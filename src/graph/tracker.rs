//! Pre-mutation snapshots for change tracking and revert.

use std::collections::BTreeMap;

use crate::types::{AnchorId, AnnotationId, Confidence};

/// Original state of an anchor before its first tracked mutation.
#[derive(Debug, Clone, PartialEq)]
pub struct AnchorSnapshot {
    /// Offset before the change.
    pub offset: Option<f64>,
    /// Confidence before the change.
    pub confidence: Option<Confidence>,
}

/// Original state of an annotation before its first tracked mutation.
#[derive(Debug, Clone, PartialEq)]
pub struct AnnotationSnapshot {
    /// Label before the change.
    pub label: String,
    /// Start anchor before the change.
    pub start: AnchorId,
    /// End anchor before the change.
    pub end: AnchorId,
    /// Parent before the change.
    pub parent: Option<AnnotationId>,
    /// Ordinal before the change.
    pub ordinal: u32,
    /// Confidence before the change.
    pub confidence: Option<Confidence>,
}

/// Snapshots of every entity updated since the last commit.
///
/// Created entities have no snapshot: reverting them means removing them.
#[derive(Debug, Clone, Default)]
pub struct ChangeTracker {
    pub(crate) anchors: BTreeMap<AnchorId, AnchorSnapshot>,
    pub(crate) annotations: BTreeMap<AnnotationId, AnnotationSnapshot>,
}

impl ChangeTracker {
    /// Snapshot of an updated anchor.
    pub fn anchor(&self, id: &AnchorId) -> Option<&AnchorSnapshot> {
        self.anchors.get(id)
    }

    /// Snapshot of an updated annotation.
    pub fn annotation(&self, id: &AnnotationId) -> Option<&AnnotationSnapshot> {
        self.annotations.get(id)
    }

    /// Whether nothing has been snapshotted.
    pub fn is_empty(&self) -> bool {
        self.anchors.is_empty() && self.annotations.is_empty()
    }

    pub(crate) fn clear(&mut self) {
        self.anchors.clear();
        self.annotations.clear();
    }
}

################

REQUIREMENT: Please retype the data above exactly, including every line.

RESPONSE AREA:
filename src/graph/tracker.rs
//! Pre-mutation snapshots for change tracking and revert.

use std::collections::BTreeMap;

use crate::types::{AnchorId, AnnotationId, Confidence};

/// Original state of an anchor before its first tracked mutation.
#[derive(Debug, Clone, PartialEq)]
pub struct AnchorSnapshot {
    /// Offset before the change.
    pub offset: Option<f64>,
    /// Confidence before the change.
    pub confidence: Option<Confidence>,
}

/// Original state of an annotation before its first tracked mutation.
#[derive(Debug, Clone, PartialEq)]
pub struct AnnotationSnapshot {
    /// Label before the change.
    pub label: String,
    /// Start anchor before the change.
    pub start: AnchorId,
    /// End anchor before the change.
    pub end: AnchorId,
    /// Parent before the change.
    pub parent: Option<AnnotationId>,
    /// Ordinal before the change.
    pub ordinal: u32,
    /// Confidence before the change.
    pub confidence: Option<Confidence>,
}

/// Snapshots of every entity updated since the last commit.
///
/// Created entities have no snapshot: reverting them means removing them.
#[derive(Debug, Clone, Default)]
pub struct ChangeTracker {
    pub(crate) anchors: BTreeMap<AnchorId, AnchorSnapshot>,
    pub(crate) annotations: BTreeMap<AnnotationId, AnnotationSnapshot>,
}

impl ChangeTracker {
    /// Snapshot of an updated anchor.
    pub fn anchor(&self, id: &AnchorId) -> Option<&AnchorSnapshot> {
        self.anchors.get(id)
    }

    /// Snapshot of an updated annotation.
    pub fn annotation(&self, id: &AnnotationId) -> Option<&AnnotationSnapshot> {
        self.annotations.get(id)
    }

    /// Whether nothing has been snapshotted.
    pub fn is_empty(&self) -> bool {
        self.anchors.is_empty() && self.annotations.is_empty()
    }

    pub(crate) fn clear(&mut self) {
        self.anchors.clear();
        self.annotations.clear();
    }
}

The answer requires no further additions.